The central conceit of Run and Hide is a correction of the record. Alia has already written up a book about the trio and the legendary institution IIT that brought them together decades ago. The institution has begun to occupy a mythic place for its role in the lives of Indian men who have gone on to worldwide prominence (even if they end up in trouble ultimately or along the way). Alia selected this group because she felt they represented a typical trio in whose stories the transformative power of IIT as a maker of lives and fortunes, a means of deliverance from poverty, lower-caste exclusions, and other inherited misfortunes could be underscored. Now Arun, having read that work, is offering up his own version, which he wants us to believe is the truer account. Correction is a preoccupation not limited to Arun: Aseem and Virendra are living out correctives of their own at the “correctional facilities” (think: white collar crime) where they now reside.
Sharp and propulsive, Run and Hide offers up corrections of its own. The India of Run and Hide is as preoccupied with authenticity and becoming as its three main characters are. The literary festivals and book talks that Aseem arranges and that Virendra funds are their own version of a Hamptons mansion—dazzling fronts to obscure the humiliations and feelings of inferiority that make up the past. Run and Hide seeks to take readers beyond these performances of enlightenment and toward the country’s darker truths, represented by men like Arun’s father, entirely seduced by Hindu nationalism and its fantasy of a Hindu supremacist future.

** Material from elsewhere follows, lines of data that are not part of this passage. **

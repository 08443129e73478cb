//! Strata - cloud inventory graph synchronization.

use anyhow::Result;
use clap::Parser;
use tracing_subscriber::{layer::SubscriberExt, util::SubscriberInitExt};

mod commands;

use commands::Cli;

/// Initialize tracing with optional file logging.
///
/// Returns the non-blocking writer guard when a log file is in use; the
/// guard must outlive the run or buffered log lines are lost.
fn init_tracing(log_file: Option<&std::path::Path>) -> Option<tracing_appender::non_blocking::WorkerGuard> {
    let env_filter = tracing_subscriber::EnvFilter::try_from_default_env()
        .unwrap_or_else(|_| "strata=info".into());

    if let Some(path) = log_file {
        if let Some(parent) = path.parent() {
            let _ = std::fs::create_dir_all(parent);
        }
        let directory = path.parent().unwrap_or_else(|| std::path::Path::new("."));
        let filename = path.file_name().map(std::ffi::OsStr::to_os_string).unwrap_or_else(|| "strata.log".into());
        let appender = tracing_appender::rolling::never(directory, filename);
        let (writer, guard) = tracing_appender::non_blocking(appender);

        tracing_subscriber::registry()
            .with(env_filter)
            .with(tracing_subscriber::fmt::layer())
            .with(
                tracing_subscriber::fmt::layer()
                    .with_writer(writer)
                    .with_ansi(false),
            )
            .init();
        Some(guard)
    } else {
        tracing_subscriber::registry()
            .with(env_filter)
            .with(tracing_subscriber::fmt::layer())
            .init();
        None
    }
}

#[tokio::main]
async fn main() -> Result<()> {
    let cli = Cli::parse();
    let _guard = init_tracing(cli.log_file.as_deref());
    cli.execute().await
}
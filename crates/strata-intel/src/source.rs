//! Provider data sources.
//!
//! Intel modules never talk to a provider API directly; they consume one of
//! these trait objects. The shipped implementation reads exported inventory
//! snapshot files (one JSON array per resource type), which keeps module
//! logic identical whether records come from a snapshot, a live collector
//! sidecar, or a test fake.

use std::path::{Path, PathBuf};

use async_trait::async_trait;
use serde_json::Value;
use thiserror::Error;
use tracing::{debug, warn};

use strata_core::{StrataError, StrataResult};

/// Errors raised by a provider source.
#[derive(Error, Debug)]
pub enum SourceError {
    /// The credential is valid but not authorized for this scope or region.
    #[error("access denied: {0}")]
    AuthDenied(String),

    #[error("{0}")]
    Other(String),
}

pub type SourceResult<T> = Result<T, SourceError>;

impl SourceError {
    pub fn other(msg: impl Into<String>) -> Self {
        Self::Other(msg.into())
    }
}

/// One page of records from a paginating source.
#[derive(Debug, Clone, Default)]
pub struct Page {
    pub records: Vec<Value>,
    /// Whether another page follows this one.
    pub has_more: bool,
}

/// AWS inventory facts, keyed by account and region.
#[async_trait]
pub trait AwsSource: Send + Sync {
    async fn accounts(&self) -> SourceResult<Vec<Value>>;
    async fn regions(&self, account_id: &str) -> SourceResult<Vec<String>>;
    async fn s3_buckets(&self, account_id: &str) -> SourceResult<Vec<Value>>;
    async fn ec2_instances(&self, account_id: &str, region: &str) -> SourceResult<Vec<Value>>;
    async fn ec2_security_groups(&self, account_id: &str, region: &str)
        -> SourceResult<Vec<Value>>;
}

/// Azure inventory facts, keyed by subscription.
#[async_trait]
pub trait AzureSource: Send + Sync {
    async fn subscriptions(&self) -> SourceResult<Vec<Value>>;
    async fn storage_accounts(&self, subscription_id: &str) -> SourceResult<Vec<Value>>;
    async fn virtual_machines(&self, subscription_id: &str) -> SourceResult<Vec<Value>>;
}

/// GCP inventory facts, keyed by project. List calls paginate.
#[async_trait]
pub trait GcpSource: Send + Sync {
    async fn projects(&self) -> SourceResult<Vec<Value>>;
    async fn instances(&self, project_id: &str, page_no: i64, page_size: i64)
        -> SourceResult<Page>;
    async fn buckets(&self, project_id: &str, page_no: i64, page_size: i64)
        -> SourceResult<Page>;
}

/// Jamf device-management facts.
#[async_trait]
pub trait JamfSource: Send + Sync {
    /// A stable identifier for the Jamf instance, used as the scope id.
    fn tenant_id(&self) -> String;
    async fn computer_groups(&self) -> SourceResult<Vec<Value>>;
}

/// Map a regional listing result so a denied region degrades to an empty
/// listing instead of failing the whole scope.
pub fn regional_records(
    result: SourceResult<Vec<Value>>,
    resource: &str,
    region: &str,
) -> StrataResult<Vec<Value>> {
    match result {
        Ok(records) => Ok(records),
        Err(SourceError::AuthDenied(msg)) => {
            warn!(resource, region, "Access denied listing region, treating as empty: {msg}");
            Ok(Vec::new())
        }
        Err(e) => Err(StrataError::provider(e.to_string())),
    }
}

/// Snapshot-file source shared by the AWS, Azure and GCP traits.
///
/// Layout under the snapshot root, one JSON array per file:
///
/// ```text
/// aws/accounts.json
/// aws/<account>/regions.json
/// aws/<account>/s3_buckets.json
/// aws/<account>/<region>/ec2_instances.json
/// aws/<account>/<region>/ec2_security_groups.json
/// azure/subscriptions.json
/// azure/<subscription>/storage_accounts.json
/// azure/<subscription>/virtual_machines.json
/// gcp/projects.json
/// gcp/<project>/instances.json
/// gcp/<project>/buckets.json
/// ```
///
/// A missing file is an empty listing, so partial snapshots sync cleanly.
#[derive(Debug, Clone)]
pub struct SnapshotSource {
    root: PathBuf,
}

impl SnapshotSource {
    pub fn new(root: impl Into<PathBuf>) -> Self {
        Self { root: root.into() }
    }

    fn read_array(&self, relative: &Path) -> SourceResult<Vec<Value>> {
        let path = self.root.join(relative);
        if !path.exists() {
            debug!(path = %path.display(), "Snapshot file absent, treating as empty");
            return Ok(Vec::new());
        }
        let raw = std::fs::read_to_string(&path)
            .map_err(|e| SourceError::other(format!("{}: {e}", path.display())))?;
        let value: Value = serde_json::from_str(&raw)
            .map_err(|e| SourceError::other(format!("{}: {e}", path.display())))?;
        match value {
            Value::Array(items) => Ok(items),
            _ => Err(SourceError::other(format!(
                "{}: expected a JSON array",
                path.display()
            ))),
        }
    }

    fn read_page(&self, relative: &Path, page_no: i64, page_size: i64) -> SourceResult<Page> {
        let all = self.read_array(relative)?;
        let size = page_size.max(1) as usize;
        let start = (page_no.max(0) as usize).saturating_mul(size);
        let end = (start + size).min(all.len());
        let records = if start < all.len() {
            all[start..end].to_vec()
        } else {
            Vec::new()
        };
        Ok(Page {
            has_more: end < all.len(),
            records,
        })
    }
}

#[async_trait]
impl AwsSource for SnapshotSource {
    async fn accounts(&self) -> SourceResult<Vec<Value>> {
        self.read_array(Path::new("aws/accounts.json"))
    }

    async fn regions(&self, account_id: &str) -> SourceResult<Vec<String>> {
        let items = self.read_array(&Path::new("aws").join(account_id).join("regions.json"))?;
        Ok(items
            .into_iter()
            .filter_map(|v| v.as_str().map(str::to_string))
            .collect())
    }

    async fn s3_buckets(&self, account_id: &str) -> SourceResult<Vec<Value>> {
        self.read_array(&Path::new("aws").join(account_id).join("s3_buckets.json"))
    }

    async fn ec2_instances(&self, account_id: &str, region: &str) -> SourceResult<Vec<Value>> {
        self.read_array(
            &Path::new("aws")
                .join(account_id)
                .join(region)
                .join("ec2_instances.json"),
        )
    }

    async fn ec2_security_groups(
        &self,
        account_id: &str,
        region: &str,
    ) -> SourceResult<Vec<Value>> {
        self.read_array(
            &Path::new("aws")
                .join(account_id)
                .join(region)
                .join("ec2_security_groups.json"),
        )
    }
}

#[async_trait]
impl AzureSource for SnapshotSource {
    async fn subscriptions(&self) -> SourceResult<Vec<Value>> {
        self.read_array(Path::new("azure/subscriptions.json"))
    }

    async fn storage_accounts(&self, subscription_id: &str) -> SourceResult<Vec<Value>> {
        self.read_array(
            &Path::new("azure")
                .join(subscription_id)
                .join("storage_accounts.json"),
        )
    }

    async fn virtual_machines(&self, subscription_id: &str) -> SourceResult<Vec<Value>> {
        self.read_array(
            &Path::new("azure")
                .join(subscription_id)
                .join("virtual_machines.json"),
        )
    }
}

#[async_trait]
impl GcpSource for SnapshotSource {
    async fn projects(&self) -> SourceResult<Vec<Value>> {
        self.read_array(Path::new("gcp/projects.json"))
    }

    async fn instances(
        &self,
        project_id: &str,
        page_no: i64,
        page_size: i64,
    ) -> SourceResult<Page> {
        self.read_page(
            &Path::new("gcp").join(project_id).join("instances.json"),
            page_no,
            page_size,
        )
    }

    async fn buckets(&self, project_id: &str, page_no: i64, page_size: i64) -> SourceResult<Page> {
        self.read_page(
            &Path::new("gcp").join(project_id).join("buckets.json"),
            page_no,
            page_size,
        )
    }
}

#[cfg(test)]
mod tests {
    use super::*;
    use serde_json::json;

    fn write(root: &Path, relative: &str, value: &Value) {
        let path = root.join(relative);
        std::fs::create_dir_all(path.parent().unwrap()).unwrap();
        std::fs::write(path, serde_json::to_string(value).unwrap()).unwrap();
    }

    fn temp_root(tag: &str) -> PathBuf {
        let dir = std::env::temp_dir().join(format!("strata-snapshot-{tag}-{}", std::process::id()));
        let _ = std::fs::remove_dir_all(&dir);
        std::fs::create_dir_all(&dir).unwrap();
        dir
    }

    #[tokio::test]
    async fn missing_files_are_empty_listings() {
        let source = SnapshotSource::new(temp_root("missing"));
        assert!(source.accounts().await.unwrap().is_empty());
        assert!(source
            .s3_buckets("111111111111")
            .await
            .unwrap()
            .is_empty());
    }

    #[tokio::test]
    async fn reads_regional_listings() {
        let root = temp_root("regional");
        write(
            &root,
            "aws/111111111111/us-east-1/ec2_instances.json",
            &json!([{"id": "i-1"}, {"id": "i-2"}]),
        );
        let source = SnapshotSource::new(&root);
        let instances = source
            .ec2_instances("111111111111", "us-east-1")
            .await
            .unwrap();
        assert_eq!(instances.len(), 2);
    }

    #[tokio::test]
    async fn non_array_snapshots_are_rejected() {
        let root = temp_root("nonarray");
        write(&root, "aws/accounts.json", &json!({"id": "oops"}));
        let source = SnapshotSource::new(&root);
        assert!(source.accounts().await.is_err());
    }

    #[tokio::test]
    async fn pages_slice_and_report_continuation() {
        let root = temp_root("paging");
        write(
            &root,
            "gcp/my-project/buckets.json",
            &json!([{"id": "b0"}, {"id": "b1"}, {"id": "b2"}]),
        );
        let source = SnapshotSource::new(&root);

        let first = source.buckets("my-project", 0, 2).await.unwrap();
        assert_eq!(first.records.len(), 2);
        assert!(first.has_more);

        let second = source.buckets("my-project", 1, 2).await.unwrap();
        assert_eq!(second.records.len(), 1);
        assert!(!second.has_more);

        let past_end = source.buckets("my-project", 5, 2).await.unwrap();
        assert!(past_end.records.is_empty());
        assert!(!past_end.has_more);
    }

    #[test]
    fn denied_regions_degrade_to_empty() {
        let result = regional_records(
            Err(SourceError::AuthDenied("explicit deny".to_string())),
            "ec2_instances",
            "eu-north-1",
        );
        assert!(result.unwrap().is_empty());

        let result = regional_records(
            Err(SourceError::other("socket reset")),
            "ec2_instances",
            "eu-north-1",
        );
        assert!(result.is_err());
    }
}
//! Getting store bytes and renames onto stable storage.
//!
//! Commits, the file header, tail truncation and compaction all funnel
//! through `sync_file`; compaction's rename goes through `sync_parent`.
//! Both report failures as `StoreError::Io` carrying the affected path.

use std::fs::File;
use std::io;
use std::path::Path;

use crate::error::{StoreError, StoreResult};

/// Flush `file`, the open handle of `path`, to stable storage.
///
/// `context` names the step that needed the flush ("commit", "truncation"...)
/// and ends up in the error message.
pub(crate) fn sync_file(file: &File, path: &Path, context: &str) -> StoreResult<()> {
    flush_to_media(file).map_err(|e| StoreError::io_at(path, &format!("Failed to sync after {}", context), e))
}

/// Persist a rename of `path` by syncing the directory that holds it.
pub(crate) fn sync_parent(path: &Path) -> StoreResult<()> {
    let dir = match path.parent() {
        Some(parent) if !parent.as_os_str().is_empty() => parent,
        _ => Path::new("."),
    };
    sync_dir(dir).map_err(|e| StoreError::io_at(dir, "Failed to sync directory", e))
}

// Data only, not metadata: the store file's length is fixed by what was
// appended, and fdatasync still flushes a size change.
#[cfg(target_os = "linux")]
fn flush_to_media(file: &File) -> io::Result<()> {
    use std::os::unix::io::AsRawFd;
    // SAFETY: the fd belongs to a live File for the duration of the call.
    check(unsafe { libc::fdatasync(file.as_raw_fd()) })
}

// fsync() on Apple platforms stops at the drive cache.
#[cfg(any(target_os = "macos", target_os = "ios"))]
fn flush_to_media(file: &File) -> io::Result<()> {
    use std::os::unix::io::AsRawFd;
    // SAFETY: the fd belongs to a live File for the duration of the call.
    check(unsafe { libc::fcntl(file.as_raw_fd(), libc::F_FULLFSYNC) })
}

#[cfg(target_os = "windows")]
fn flush_to_media(file: &File) -> io::Result<()> {
    use std::os::windows::io::AsRawHandle;
    use winapi::um::fileapi::FlushFileBuffers;
    // SAFETY: the handle belongs to a live File for the duration of the call.
    if unsafe { FlushFileBuffers(file.as_raw_handle() as *mut _) } != 0 {
        Ok(())
    } else {
        Err(io::Error::last_os_error())
    }
}

#[cfg(not(any(target_os = "linux", target_os = "macos", target_os = "ios", target_os = "windows")))]
fn flush_to_media(file: &File) -> io::Result<()> {
    file.sync_data()
}

#[cfg(any(target_os = "linux", target_os = "macos", target_os = "ios"))]
fn check(result: libc::c_int) -> io::Result<()> {
    if result == -1 {
        Err(io::Error::last_os_error())
    } else {
        Ok(())
    }
}

#[cfg(unix)]
fn sync_dir(dir: &Path) -> io::Result<()> {
    File::open(dir)?.sync_all()
}

// Directories cannot be opened as files on Windows; NTFS journals renames.
#[cfg(not(unix))]
fn sync_dir(_dir: &Path) -> io::Result<()> {
    Ok(())
}
//! Binary format definitions for the Paystore commit log
//!
//! A store file is a 16-byte file header followed by commit entries.
//! Every committed update transaction becomes exactly one entry:
//! ChunkHeader (32 bytes) + txid(u64) + op_count(u32) + ops

use std::path::{Path, PathBuf};

use crate::error::{StoreError, StoreResult};
use crate::state::NamespaceId;

/// Magic bytes at the start of every store file: "PSDB"
pub const FILE_MAGIC: [u8; 4] = *b"PSDB";

/// Magic bytes at the start of every commit entry: "PSTX"
pub const MAGIC_ARRAY: [u8; 4] = *b"PSTX";

/// Current on-disk format version
pub const FORMAT_VERSION: u32 = 1;

/// File header size in bytes
pub const FILE_HEADER_SIZE: usize = 16;

/// Entry header size in bytes
pub const HEADER_SIZE: usize = 32;

/// Fixed payload prefix: txid(8) + op_count(4)
pub(crate) const BATCH_PREFIX_SIZE: usize = 12;

/// Entry types
#[derive(Debug, Clone, Copy, PartialEq, Eq)]
#[repr(u8)]
pub enum EntryType {
    /// One committed update transaction
    Commit = 1,
    /// Full-state image written by compaction
    Snapshot = 2,
}

impl EntryType {
    fn from_u8(value: u8) -> Option<Self> {
        match value {
            1 => Some(EntryType::Commit),
            2 => Some(EntryType::Snapshot),
            _ => None,
        }
    }
}

/// A single state mutation inside a committed batch
#[derive(Debug, Clone, PartialEq, Eq)]
pub enum Op {
    /// Create a namespace under `parent` (the root for top-level namespaces)
    CreateNamespace { id: NamespaceId, parent: NamespaceId, name: Vec<u8> },
    /// Insert or overwrite a record
    Put { ns: NamespaceId, key: Vec<u8>, value: Vec<u8> },
    /// Remove a record
    Delete { ns: NamespaceId, key: Vec<u8> },
    /// Set a namespace's sequence counter
    SetSequence { ns: NamespaceId, value: u64 },
}

const OP_CREATE_NAMESPACE: u8 = 1;
const OP_PUT: u8 = 2;
const OP_DELETE: u8 = 3;
const OP_SET_SEQUENCE: u8 = 4;

impl Op {
    /// Exact encoded size, used for dead-space accounting
    pub fn encoded_len(&self) -> usize {
        match self {
            Op::CreateNamespace { name, .. } => 1 + 4 + 4 + 2 + name.len(),
            Op::Put { key, value, .. } => 1 + 4 + 2 + 4 + key.len() + value.len(),
            Op::Delete { key, .. } => 1 + 4 + 2 + key.len(),
            Op::SetSequence { .. } => 1 + 4 + 8,
        }
    }

    fn encode_into(&self, buf: &mut Vec<u8>) {
        match self {
            Op::CreateNamespace { id, parent, name } => {
                buf.push(OP_CREATE_NAMESPACE);
                buf.extend_from_slice(&id.0.to_le_bytes());
                buf.extend_from_slice(&parent.0.to_le_bytes());
                buf.extend_from_slice(&(name.len() as u16).to_le_bytes());
                buf.extend_from_slice(name);
            }
            Op::Put { ns, key, value } => {
                buf.push(OP_PUT);
                buf.extend_from_slice(&ns.0.to_le_bytes());
                buf.extend_from_slice(&(key.len() as u16).to_le_bytes());
                buf.extend_from_slice(&(value.len() as u32).to_le_bytes());
                buf.extend_from_slice(key);
                buf.extend_from_slice(value);
            }
            Op::Delete { ns, key } => {
                buf.push(OP_DELETE);
                buf.extend_from_slice(&ns.0.to_le_bytes());
                buf.extend_from_slice(&(key.len() as u16).to_le_bytes());
                buf.extend_from_slice(key);
            }
            Op::SetSequence { ns, value } => {
                buf.push(OP_SET_SEQUENCE);
                buf.extend_from_slice(&ns.0.to_le_bytes());
                buf.extend_from_slice(&value.to_le_bytes());
            }
        }
    }
}

/// A decoded commit entry
#[derive(Debug, Clone, PartialEq, Eq)]
pub struct Batch {
    pub entry_type: EntryType,
    /// Transaction id, strictly increasing across the file
    pub txid: u64,
    pub ops: Vec<Op>,
}

/// Fixed-size header for each commit entry
/// Size: 32 bytes
///
/// Layout:
///   [0..4]   magic:      [u8;4] - "PSTX"
///   [4..8]   length:     u32    - payload length in bytes
///   [8..12]  checksum:   u32    - CRC32C of payload bytes
///   [12]     entry_type: u8
///   [13..16] reserved:   [u8;3]
///   [16..32] padding:    [u8;16]
#[derive(Debug, Clone, Copy)]
pub struct ChunkHeader {
    pub magic: [u8; 4],
    pub length: u32,
    pub checksum: u32,
    pub entry_type: u8,
}

impl ChunkHeader {
    pub fn new(length: u32, checksum: u32, entry_type: EntryType) -> Self {
        Self { magic: MAGIC_ARRAY, length, checksum, entry_type: entry_type as u8 }
    }

    pub fn to_bytes(&self) -> [u8; HEADER_SIZE] {
        let mut buf = [0u8; HEADER_SIZE];
        buf[0..4].copy_from_slice(&self.magic);
        buf[4..8].copy_from_slice(&self.length.to_le_bytes());
        buf[8..12].copy_from_slice(&self.checksum.to_le_bytes());
        buf[12] = self.entry_type;
        // reserved + padding stay zeroed
        buf
    }

    pub fn from_bytes(bytes: &[u8; HEADER_SIZE]) -> Self {
        let mut magic = [0u8; 4];
        magic.copy_from_slice(&bytes[0..4]);
        Self {
            magic,
            length: u32::from_le_bytes([bytes[4], bytes[5], bytes[6], bytes[7]]),
            checksum: u32::from_le_bytes([bytes[8], bytes[9], bytes[10], bytes[11]]),
            entry_type: bytes[12],
        }
    }
}

/// Bytes written at offset 0 of a fresh store file
pub fn encode_file_header() -> [u8; FILE_HEADER_SIZE] {
    let mut buf = [0u8; FILE_HEADER_SIZE];
    buf[0..4].copy_from_slice(&FILE_MAGIC);
    buf[4..8].copy_from_slice(&FORMAT_VERSION.to_le_bytes());
    buf
}

/// Verify that `bytes` is a file header this engine understands
pub fn check_file_header(bytes: &[u8], path: &Path) -> StoreResult<()> {
    if bytes.len() < FILE_HEADER_SIZE {
        return Err(StoreError::Corrupted {
            path: path.to_path_buf(),
            offset: 0,
            reason: format!("File header truncated: {} of {} bytes", bytes.len(), FILE_HEADER_SIZE),
        });
    }
    if bytes[0..4] != FILE_MAGIC {
        return Err(StoreError::Corrupted {
            path: path.to_path_buf(),
            offset: 0,
            reason: "Not a paystore file (bad magic)".to_string(),
        });
    }
    let version = u32::from_le_bytes([bytes[4], bytes[5], bytes[6], bytes[7]]);
    if version != FORMAT_VERSION {
        return Err(StoreError::Corrupted {
            path: path.to_path_buf(),
            offset: 4,
            reason: format!("Unsupported format version {} (expected {})", version, FORMAT_VERSION),
        });
    }
    Ok(())
}

/// Serialize a batch into a complete commit entry
pub fn serialize_entry(batch: &Batch) -> Vec<u8> {
    let payload_size = BATCH_PREFIX_SIZE + batch.ops.iter().map(Op::encoded_len).sum::<usize>();

    let mut payload = Vec::with_capacity(payload_size);
    payload.extend_from_slice(&batch.txid.to_le_bytes());
    payload.extend_from_slice(&(batch.ops.len() as u32).to_le_bytes());
    for op in &batch.ops {
        op.encode_into(&mut payload);
    }

    let checksum = crc32c::crc32c(&payload);
    let header = ChunkHeader::new(payload.len() as u32, checksum, batch.entry_type);

    let mut buffer = Vec::with_capacity(HEADER_SIZE + payload.len());
    buffer.extend_from_slice(&header.to_bytes());
    buffer.extend_from_slice(&payload);
    buffer
}

/// Deserialize one commit entry from the start of `data`
pub fn deserialize_entry(data: &[u8]) -> StoreResult<Batch> {
    let buffer_path = || PathBuf::from("<buffer>");

    if data.len() < HEADER_SIZE {
        return Err(StoreError::TornWrite {
            path: buffer_path(),
            expected_size: HEADER_SIZE as u32,
            available_bytes: data.len() as u64,
            offset: 0,
        });
    }

    let mut header_bytes = [0u8; HEADER_SIZE];
    header_bytes.copy_from_slice(&data[..HEADER_SIZE]);
    let header = ChunkHeader::from_bytes(&header_bytes);

    if header.magic != MAGIC_ARRAY {
        return Err(StoreError::NoMagicFound {
            path: buffer_path(),
            offset: 0,
            found_bytes: header.magic,
        });
    }

    let payload_end = HEADER_SIZE + header.length as usize;
    if data.len() < payload_end {
        return Err(StoreError::TornWrite {
            path: buffer_path(),
            expected_size: header.length,
            available_bytes: (data.len() - HEADER_SIZE) as u64,
            offset: HEADER_SIZE as u64,
        });
    }

    let payload = &data[HEADER_SIZE..payload_end];
    let computed = crc32c::crc32c(payload);
    if computed != header.checksum {
        return Err(StoreError::ChecksumMismatch {
            path: buffer_path(),
            expected: header.checksum,
            actual: computed,
            offset: HEADER_SIZE as u64,
        });
    }

    let entry_type = EntryType::from_u8(header.entry_type).ok_or_else(|| StoreError::Corrupted {
        path: buffer_path(),
        offset: 12,
        reason: format!("Invalid entry type: {}", header.entry_type),
    })?;

    let mut reader = PayloadReader { buf: payload, pos: 0 };
    let txid = reader.u64()?;
    let op_count = reader.u32()? as usize;

    // Every op is at least 7 bytes, so a larger count cannot be honest
    let mut ops = Vec::with_capacity(op_count.min(payload.len() / 7 + 1));
    for _ in 0..op_count {
        ops.push(reader.op()?);
    }
    if reader.pos != payload.len() {
        return Err(reader.corrupted(format!("{} trailing bytes after ops", payload.len() - reader.pos)));
    }

    Ok(Batch { entry_type, txid, ops })
}

/// Bounds-checked little-endian reader over a verified payload
struct PayloadReader<'a> {
    buf: &'a [u8],
    pos: usize,
}

impl<'a> PayloadReader<'a> {
    fn corrupted(&self, reason: String) -> StoreError {
        StoreError::Corrupted {
            path: PathBuf::from("<buffer>"),
            offset: (HEADER_SIZE + self.pos) as u64,
            reason,
        }
    }

    fn take(&mut self, n: usize) -> StoreResult<&'a [u8]> {
        if self.buf.len() - self.pos < n {
            return Err(self.corrupted(format!("Payload too short: need {} more bytes", n)));
        }
        let buf = self.buf;
        let slice = &buf[self.pos..self.pos + n];
        self.pos += n;
        Ok(slice)
    }

    fn u8(&mut self) -> StoreResult<u8> {
        Ok(self.take(1)?[0])
    }

    fn u16(&mut self) -> StoreResult<u16> {
        let b = self.take(2)?;
        Ok(u16::from_le_bytes([b[0], b[1]]))
    }

    fn u32(&mut self) -> StoreResult<u32> {
        let b = self.take(4)?;
        Ok(u32::from_le_bytes([b[0], b[1], b[2], b[3]]))
    }

    fn u64(&mut self) -> StoreResult<u64> {
        let b = self.take(8)?;
        let mut arr = [0u8; 8];
        arr.copy_from_slice(b);
        Ok(u64::from_le_bytes(arr))
    }

    fn op(&mut self) -> StoreResult<Op> {
        let tag = self.u8()?;
        match tag {
            OP_CREATE_NAMESPACE => {
                let id = NamespaceId(self.u32()?);
                let parent = NamespaceId(self.u32()?);
                let name_len = self.u16()? as usize;
                let name = self.take(name_len)?.to_vec();
                Ok(Op::CreateNamespace { id, parent, name })
            }
            OP_PUT => {
                let ns = NamespaceId(self.u32()?);
                let key_len = self.u16()? as usize;
                let value_len = self.u32()? as usize;
                let key = self.take(key_len)?.to_vec();
                let value = self.take(value_len)?.to_vec();
                Ok(Op::Put { ns, key, value })
            }
            OP_DELETE => {
                let ns = NamespaceId(self.u32()?);
                let key_len = self.u16()? as usize;
                let key = self.take(key_len)?.to_vec();
                Ok(Op::Delete { ns, key })
            }
            OP_SET_SEQUENCE => {
                let ns = NamespaceId(self.u32()?);
                let value = self.u64()?;
                Ok(Op::SetSequence { ns, value })
            }
            other => Err(self.corrupted(format!("Invalid operation type: {}", other))),
        }
    }
}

Like the three protagonists, India is in the process of becoming a “new” country. Like Arun, Aseem, and Virendra, it is enmeshed in both the euphoria and the burden of great potential. Just as Arun can evaluate whether his old classmates have milked every drop out of every opportunity presented to them, so too does Mishra probe whether India’s own becoming, its transformation from potential superpower to Modi’s Hindu nationalist haven, is worthy of applause.
Back at the Hamptons, Virendra does a curious thing before he leads his schoolfriends into a tour of his mansion. Noticing that the gravel of his driveway has been disturbed by the rental car his friends have arrived in, he uses his sandaled foot to smooth it out. It is a barely noticeable gesture but one that an astute observer would recognize as the habit of those who are afraid to muss up their good things, those who never remove the plastic wrap from their furniture and never use their good china. In this subtle gesture is maybe an indication regarding the possibility of transformation. Maybe our poor and wanting selves are our only authentic ones, and all others performances of convenience or necessity. Perhaps there is no such thing as a self-made man.